Gary Randall, president of the Faith and Freedom Network, estimated his group collected tens of thousands of Referendum 65 signatures, but said he doesn't know how much it helped Eyman's effort. "I honestly don't know how many signatures he has," Randall said. "I have asked, and he won't tell us."
Randall said his main fear is that an anti-discrimination law protecting gays, lesbians, bisexuals and transgender people will lead to the legalization of gay marriage.
"Our agenda is not about what people do in their private lives, and we're not trying to take something away from anyone," Randall said. "We're trying to preserve ... the institution of marriage."

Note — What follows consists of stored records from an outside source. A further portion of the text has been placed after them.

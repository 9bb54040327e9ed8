//! Storage collaborator interface
//!
//! The routing core only talks to storage through [`Store`]. Composite
//! writes (`create_private_chat`, `create_group`) are single calls so the
//! implementation can make them atomic.

use async_trait::async_trait;
use thiserror::Error;

use crate::models::{
    Group, GroupMember, GroupMessage, GroupRole, PrivateChat, PrivateMessage, User,
};
use crate::types::{GroupId, UserId};

/// Storage errors
#[derive(Debug, Error)]
pub enum StoreError {
    /// Unique constraint violated
    #[error("conflict: {0}")]
    Conflict(String),

    /// Referenced row does not exist
    #[error("foreign key violation: {0}")]
    ForeignKey(String),

    /// Backend failure
    #[error("storage unavailable: {0}")]
    Unavailable(String),
}

pub type StoreResult<T> = Result<T, StoreError>;

/// Persistence operations used by the chat core
#[async_trait]
pub trait Store: Send + Sync {
    /// Insert a user; `Conflict` if the email is taken
    async fn create_user(&self, user: User) -> StoreResult<()>;

    async fn find_user_by_email(&self, email: &str) -> StoreResult<Option<User>>;

    async fn user_exists(&self, id: UserId) -> StoreResult<bool>;

    /// Find the relation of an unordered pair; `(a, b)` and `(b, a)` are equal
    async fn find_private_chat(&self, a: UserId, b: UserId) -> StoreResult<Option<PrivateChat>>;

    /// Insert a relation together with its first message, all or nothing.
    ///
    /// `Conflict` if the pair already has a relation.
    async fn create_private_chat(
        &self,
        chat: PrivateChat,
        first_message: PrivateMessage,
    ) -> StoreResult<()>;

    async fn create_private_message(&self, message: PrivateMessage) -> StoreResult<()>;

    async fn find_group(&self, id: GroupId) -> StoreResult<Option<Group>>;

    /// Insert a group together with its initial memberships, all or nothing
    async fn create_group(&self, group: Group, members: Vec<GroupMember>) -> StoreResult<()>;

    async fn create_group_message(&self, message: GroupMessage) -> StoreResult<()>;

    async fn group_members(&self, group: GroupId) -> StoreResult<Vec<GroupMember>>;

    async fn group_member_role(&self, group: GroupId, user: UserId)
        -> StoreResult<Option<GroupRole>>;

    /// Insert one membership; `Conflict` if the user is already a member
    async fn create_membership(&self, member: GroupMember) -> StoreResult<()>;

    /// Delete a membership. Returns whether a row was removed.
    async fn delete_membership(&self, group: GroupId, user: UserId) -> StoreResult<bool>;
}
//! Shared unit-test helpers

use std::pin::Pin;
use std::sync::atomic::{AtomicBool, Ordering};
use std::sync::Arc;
use std::task::{Context, Poll};
use std::time::Duration;

use async_trait::async_trait;
use axum::extract::ws::Message;
use futures_util::{Sink, Stream};
use tokio::sync::mpsc;

use crate::connection::LiveConnection;
use crate::memory::MemoryStore;
use crate::message::Envelope;
use crate::models::{
    Group, GroupMember, GroupMessage, GroupRole, PrivateChat, PrivateMessage, User,
};
use crate::registry::ConnectionRegistry;
use crate::store::{Store, StoreError, StoreResult};
use crate::types::{GroupId, UserId};

/// Insert a user named `name` and return its id
pub async fn seed_user(store: &dyn Store, name: &str) -> UserId {
    let id = UserId::new();
    store
        .create_user(User {
            id,
            name: name.to_string(),
            email: format!("{}-{}@example.com", name, id),
            password_hash: String::new(),
        })
        .await
        .unwrap();
    id
}

/// Register a channel-backed connection and return its receiving end
pub fn go_online(registry: &ConnectionRegistry, user: UserId) -> mpsc::Receiver<Envelope> {
    let (tx, rx) = mpsc::channel(16);
    registry.put(user, std::sync::Arc::new(LiveConnection::new(user, tx)));
    rx
}

/// MemoryStore with switchable failures
#[derive(Default)]
pub struct FlakyStore {
    pub inner: MemoryStore,
    fail_private_chats: AtomicBool,
    fail_group_members: AtomicBool,
}

impl FlakyStore {
    pub fn new() -> Self {
        Self::default()
    }

    pub fn fail_private_chats(&self) {
        self.fail_private_chats.store(true, Ordering::SeqCst);
    }

    pub fn fail_group_members(&self) {
        self.fail_group_members.store(true, Ordering::SeqCst);
    }

    fn unavailable() -> StoreError {
        StoreError::Unavailable("injected failure".to_string())
    }
}

#[async_trait]
impl Store for FlakyStore {
    async fn create_user(&self, user: User) -> StoreResult<()> {
        self.inner.create_user(user).await
    }

    async fn find_user_by_email(&self, email: &str) -> StoreResult<Option<User>> {
        self.inner.find_user_by_email(email).await
    }

    async fn user_exists(&self, id: UserId) -> StoreResult<bool> {
        self.inner.user_exists(id).await
    }

    async fn find_private_chat(&self, a: UserId, b: UserId) -> StoreResult<Option<PrivateChat>> {
        self.inner.find_private_chat(a, b).await
    }

    async fn create_private_chat(
        &self,
        chat: PrivateChat,
        first_message: PrivateMessage,
    ) -> StoreResult<()> {
        if self.fail_private_chats.load(Ordering::SeqCst) {
            return Err(Self::unavailable());
        }
        self.inner.create_private_chat(chat, first_message).await
    }

    async fn create_private_message(&self, message: PrivateMessage) -> StoreResult<()> {
        self.inner.create_private_message(message).await
    }

    async fn find_group(&self, id: GroupId) -> StoreResult<Option<Group>> {
        self.inner.find_group(id).await
    }

    async fn create_group(&self, group: Group, members: Vec<GroupMember>) -> StoreResult<()> {
        self.inner.create_group(group, members).await
    }

    async fn create_group_message(&self, message: GroupMessage) -> StoreResult<()> {
        self.inner.create_group_message(message).await
    }

    async fn group_members(&self, group: GroupId) -> StoreResult<Vec<GroupMember>> {
        if self.fail_group_members.load(Ordering::SeqCst) {
            return Err(Self::unavailable());
        }
        self.inner.group_members(group).await
    }

    async fn group_member_role(
        &self,
        group: GroupId,
        user: UserId,
    ) -> StoreResult<Option<GroupRole>> {
        self.inner.group_member_role(group, user).await
    }

    async fn create_membership(&self, member: GroupMember) -> StoreResult<()> {
        self.inner.create_membership(member).await
    }

    async fn delete_membership(&self, group: GroupId, user: UserId) -> StoreResult<bool> {
        self.inner.delete_membership(group, user).await
    }
}

/// In-memory socket: never yields inbound frames, records outbound ones
pub struct TestSocket {
    outbound: mpsc::UnboundedSender<Message>,
    closed: Arc<AtomicBool>,
}

/// Observer side of a [`TestSocket`]
pub struct SocketWatch {
    pub outbound: mpsc::UnboundedReceiver<Message>,
    closed: Arc<AtomicBool>,
}

impl TestSocket {
    pub fn new() -> (Self, SocketWatch) {
        let (tx, rx) = mpsc::unbounded_channel();
        let closed = Arc::new(AtomicBool::new(false));
        (
            Self {
                outbound: tx,
                closed: closed.clone(),
            },
            SocketWatch {
                outbound: rx,
                closed,
            },
        )
    }
}

impl SocketWatch {
    /// Wait until the writer closed the socket
    pub async fn wait_closed(&self) {
        tokio::time::timeout(Duration::from_secs(5), async {
            while !self.closed.load(Ordering::SeqCst) {
                tokio::time::sleep(Duration::from_millis(5)).await;
            }
        })
        .await
        .expect("socket was not closed");
    }
}

impl Stream for TestSocket {
    type Item = Result<Message, axum::Error>;

    fn poll_next(self: Pin<&mut Self>, _cx: &mut Context<'_>) -> Poll<Option<Self::Item>> {
        Poll::Pending
    }
}

impl Sink<Message> for TestSocket {
    type Error = axum::Error;

    fn poll_ready(self: Pin<&mut Self>, _cx: &mut Context<'_>) -> Poll<Result<(), Self::Error>> {
        Poll::Ready(Ok(()))
    }

    fn start_send(self: Pin<&mut Self>, item: Message) -> Result<(), Self::Error> {
        let _ = self.outbound.send(item);
        Ok(())
    }

    fn poll_flush(self: Pin<&mut Self>, _cx: &mut Context<'_>) -> Poll<Result<(), Self::Error>> {
        Poll::Ready(Ok(()))
    }

    fn poll_close(self: Pin<&mut Self>, _cx: &mut Context<'_>) -> Poll<Result<(), Self::Error>> {
        self.closed.store(true, Ordering::SeqCst);
        Poll::Ready(Ok(()))
    }
}
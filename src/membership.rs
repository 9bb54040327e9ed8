//! Group membership changes
//!
//! Admin-gated add/remove followed by a notification to every member of
//! the updated group. The notification step has no rollback: a failed
//! member fetch is reported but the change stays committed.

use std::sync::Arc;

use tracing::{info, warn};

use crate::delivery::{FanOut, Notifier};
use crate::error::AppError;
use crate::message::{Envelope, MembershipAction};
use crate::models::{GroupMember, GroupRole};
use crate::store::{Store, StoreError};
use crate::types::{GroupId, UserId};

#[derive(Clone)]
pub struct MembershipCoordinator {
    store: Arc<dyn Store>,
    notifier: Notifier,
}

impl MembershipCoordinator {
    pub fn new(store: Arc<dyn Store>, notifier: Notifier) -> Self {
        Self { store, notifier }
    }

    /// Apply `action` for `target` in `group` on behalf of `acting`
    pub async fn handle_membership(
        &self,
        group: GroupId,
        acting: UserId,
        target: UserId,
        action: MembershipAction,
    ) -> Result<FanOut, AppError> {
        // Role is read fresh for every request
        if self.store.group_member_role(group, acting).await? != Some(GroupRole::Admin) {
            return Err(AppError::NotAdmin);
        }

        match action {
            MembershipAction::Add => self.add(group, target).await?,
            MembershipAction::Remove => self.remove(group, target).await?,
        }
        info!(%group, %acting, %target, action = action.past_tense(), "membership changed");

        let members = self.store.group_members(group).await.map_err(|e| {
            warn!(%group, error = %e, "membership changed but members could not be fetched");
            AppError::from(e)
        })?;

        let notice = format!("{} has been {}", target, action.past_tense());
        Ok(self
            .notifier
            .fan_out(members.into_iter().map(|m| m.user_id), Envelope::ok(notice)))
    }

    async fn add(&self, group: GroupId, target: UserId) -> Result<(), AppError> {
        if !self.store.user_exists(target).await? {
            return Err(AppError::UserNotFound);
        }
        if self.store.find_group(group).await?.is_none() {
            return Err(AppError::GroupNotFound);
        }

        match self
            .store
            .create_membership(GroupMember::member(group, target))
            .await
        {
            Ok(()) => Ok(()),
            Err(StoreError::Conflict(_)) => Err(AppError::AlreadyMember),
            Err(e) => Err(e.into()),
        }
    }

    async fn remove(&self, group: GroupId, target: UserId) -> Result<(), AppError> {
        if self.store.delete_membership(group, target).await? {
            Ok(())
        } else {
            Err(AppError::NotMember)
        }
    }
}
//! Group messaging
//!
//! Persists group messages and new groups, then fans notifications out
//! to members without waiting for the deliveries.

use std::collections::HashSet;
use std::sync::Arc;

use tracing::{debug, info, warn};

use crate::delivery::{FanOut, Notifier};
use crate::error::AppError;
use crate::message::{Envelope, MessageKind};
use crate::models::{Group, GroupMember, GroupMessage};
use crate::store::Store;
use crate::types::{GroupId, UserId};

/// Result of a successful group creation
#[derive(Debug)]
pub struct CreatedGroup {
    pub group: Group,
    /// Invitees that became members (creator excluded)
    pub members: Vec<UserId>,
    /// "added to group" deliveries in flight
    pub notifications: FanOut,
}

#[derive(Clone)]
pub struct GroupBroadcaster {
    store: Arc<dyn Store>,
    notifier: Notifier,
}

impl GroupBroadcaster {
    pub fn new(store: Arc<dyn Store>, notifier: Notifier) -> Self {
        Self { store, notifier }
    }

    /// Persist a group message and deliver it to every other member.
    ///
    /// Returns once the message is stored; deliveries continue in the
    /// background.
    pub async fn send_group_message(
        &self,
        sender: UserId,
        group: GroupId,
        kind: MessageKind,
        content: String,
    ) -> Result<FanOut, AppError> {
        if self.store.find_group(group).await?.is_none() {
            return Err(AppError::GroupNotFound);
        }

        self.store
            .create_group_message(GroupMessage::new(group, sender, kind, content.clone()))
            .await?;

        let members = self.store.group_members(group).await?;
        let recipients: Vec<UserId> = members
            .into_iter()
            .map(|m| m.user_id)
            .filter(|user| *user != sender)
            .collect();

        debug!(%sender, %group, recipients = recipients.len(), "broadcasting group message");
        Ok(self.notifier.fan_out(recipients, Envelope::ok(content)))
    }

    /// Create a group with `creator` as admin and `member_ids` as members.
    ///
    /// Unusable member ids (malformed, unknown, repeated, or the creator)
    /// are skipped one by one. Group and memberships are written in one
    /// storage call.
    pub async fn create_group(
        &self,
        creator: UserId,
        name: String,
        description: String,
        member_ids: Vec<String>,
    ) -> Result<CreatedGroup, AppError> {
        let mut members = Vec::new();
        let mut seen = HashSet::from([creator]);

        for raw in &member_ids {
            let user: UserId = match raw.parse() {
                Ok(user) => user,
                Err(e) => {
                    warn!(%creator, member = %raw, error = %e, "skipping invalid member id");
                    continue;
                }
            };
            if !seen.insert(user) {
                debug!(%creator, member = %user, "skipping repeated member");
                continue;
            }
            if !self.store.user_exists(user).await? {
                warn!(%creator, member = %user, "skipping unknown member");
                continue;
            }
            members.push(user);
        }

        let group = Group {
            id: GroupId::new(),
            name,
            description: Some(description).filter(|d| !d.trim().is_empty()),
            creator_id: creator,
        };

        let rows = std::iter::once(GroupMember::admin(group.id, creator))
            .chain(members.iter().map(|user| GroupMember::member(group.id, *user)))
            .collect();

        if let Err(e) = self.store.create_group(group.clone(), rows).await {
            warn!(%creator, error = %e, "failed to create group");
            return Err(e.into());
        }

        info!(%creator, group = %group.id, name = %group.name, members = members.len(), "group created");

        let notifications = self.notifier.fan_out(
            members.iter().copied(),
            Envelope::ok(format!("you have been added to {}", group.name)),
        );

        Ok(CreatedGroup {
            group,
            members,
            notifications,
        })
    }
}
//! Live connection definition
//!
//! A `LiveConnection` is the server-side handle of one user's WebSocket.
//! Outbound envelopes go through a bounded channel to a dedicated writer
//! task; the read half is handed back to the router as [`Inbound`].

use std::sync::atomic::{AtomicU64, Ordering};
use std::sync::Arc;

use axum::extract::ws::Message;
use futures_util::stream::BoxStream;
use futures_util::{Sink, SinkExt, Stream, StreamExt};
use tokio::sync::mpsc;
use tokio_util::sync::{CancellationToken, WaitForCancellationFuture};
use tracing::{debug, error, warn};

use crate::error::SendError;
use crate::message::Envelope;
use crate::types::UserId;

/// Read half of a live connection
pub type Inbound = BoxStream<'static, Result<Message, axum::Error>>;

/// Default capacity of the per-connection outbound queue
pub const DEFAULT_OUTBOUND_BUFFER: usize = 32;

static NEXT_CONNECTION_ID: AtomicU64 = AtomicU64::new(1);

/// Connected user's stream handle
///
/// Cheap to share behind an `Arc`; the registry and every task that
/// delivers to this user hold clones.
#[derive(Debug)]
pub struct LiveConnection {
    /// Process-unique connection number
    id: u64,
    /// User this stream is bound to
    user: UserId,
    /// Server → client envelope channel
    sender: mpsc::Sender<Envelope>,
    /// Cancelled once the connection is closed
    closed: CancellationToken,
}

impl LiveConnection {
    /// Create a connection handle writing into `sender`
    pub fn new(user: UserId, sender: mpsc::Sender<Envelope>) -> Self {
        Self {
            id: NEXT_CONNECTION_ID.fetch_add(1, Ordering::Relaxed),
            user,
            sender,
            closed: CancellationToken::new(),
        }
    }

    /// Bind an upgraded socket to `user`.
    ///
    /// Spawns the writer task and returns the read half to the caller.
    /// Envelopes queued before a close are still written, then the socket
    /// is closed.
    pub fn open<S>(user: UserId, socket: S, buffer: usize) -> (Arc<Self>, Inbound)
    where
        S: Stream<Item = Result<Message, axum::Error>>
            + Sink<Message, Error = axum::Error>
            + Send
            + 'static,
    {
        let (mut ws_sender, ws_receiver) = socket.split();
        let (msg_tx, mut msg_rx) = mpsc::channel::<Envelope>(buffer.max(1));
        let conn = Arc::new(Self::new(user, msg_tx));

        let closed = conn.closed.clone();
        tokio::spawn(async move {
            loop {
                tokio::select! {
                    _ = closed.cancelled() => {
                        while let Ok(envelope) = msg_rx.try_recv() {
                            if write_envelope(&mut ws_sender, user, envelope).await.is_err() {
                                break;
                            }
                        }
                        break;
                    }
                    next = msg_rx.recv() => match next {
                        Some(envelope) => {
                            if let Err(e) = write_envelope(&mut ws_sender, user, envelope).await {
                                debug!(%user, error = %e, "WebSocket send failed, ending write task");
                                break;
                            }
                        }
                        None => break,
                    },
                }
            }

            // A dead writer means a dead connection
            closed.cancel();

            if let Err(e) = ws_sender.close().await {
                warn!(%user, error = %e, "failed to close connection");
            }
            debug!(%user, "write task ended");
        });

        (conn, ws_receiver.boxed())
    }

    pub fn id(&self) -> u64 {
        self.id
    }

    pub fn user(&self) -> UserId {
        self.user
    }

    /// Queue an envelope for this connection
    ///
    /// Waits while the outbound queue is full. Returns an error once the
    /// connection has been closed.
    pub async fn send(&self, envelope: Envelope) -> Result<(), SendError> {
        if self.is_closed() {
            return Err(SendError::ConnectionClosed);
        }
        self.sender
            .send(envelope)
            .await
            .map_err(|_| SendError::ConnectionClosed)
    }

    /// Close the connection. Idempotent, never blocks.
    pub fn close(&self) {
        self.closed.cancel();
    }

    pub fn is_closed(&self) -> bool {
        self.closed.is_cancelled()
    }

    /// Resolves once the connection is closed
    pub fn closed(&self) -> WaitForCancellationFuture<'_> {
        self.closed.cancelled()
    }
}

/// Encode and write one envelope. Encoding failures are logged and skipped.
async fn write_envelope<W>(
    ws_sender: &mut W,
    user: UserId,
    envelope: Envelope,
) -> Result<(), axum::Error>
where
    W: Sink<Message, Error = axum::Error> + Unpin,
{
    match envelope.encode() {
        Ok(json) => ws_sender.send(Message::Text(json.into())).await,
        Err(e) => {
            error!(%user, error = %e, "failed to serialize envelope");
            Ok(())
        }
    }
}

Democratic Gov. Chris Gregoire admonished those who have connected the two issues, suggesting it's an effort to confuse voters.
"That's misleading the public," Gregoire said. "It has nothing to do with gay marriage. It has everything to do with discrimination, and I believe that Washington state's values are fundamentally that we don't discriminate."
The new law takes effect on Wednesday, unless Eyman turns in enough valid signatures, in which case it would be frozen until the election.
Rev. John Boonstra, executive minister of the Washington Association of Churches, said he wasn't surprised Eyman had not turned in the required signatures, but wasn't ready to write him off yet.
"Well, we'll see," Boonstra said. "Our hope is that we do not have to reopen the box, that we don't have to revisit the important work that the state Legislature did in January. If that happens to be, then we'll be ready."
The Right Rev. Vincent Warner, bishop of the Episcopal Church in Western Washington, said church leaders who support gay rights need to be more vocal about their beliefs.
"I think we're too quiet about it," Warner said. "I think we really need to let people know that respecting the dignity of every human being is very, very important."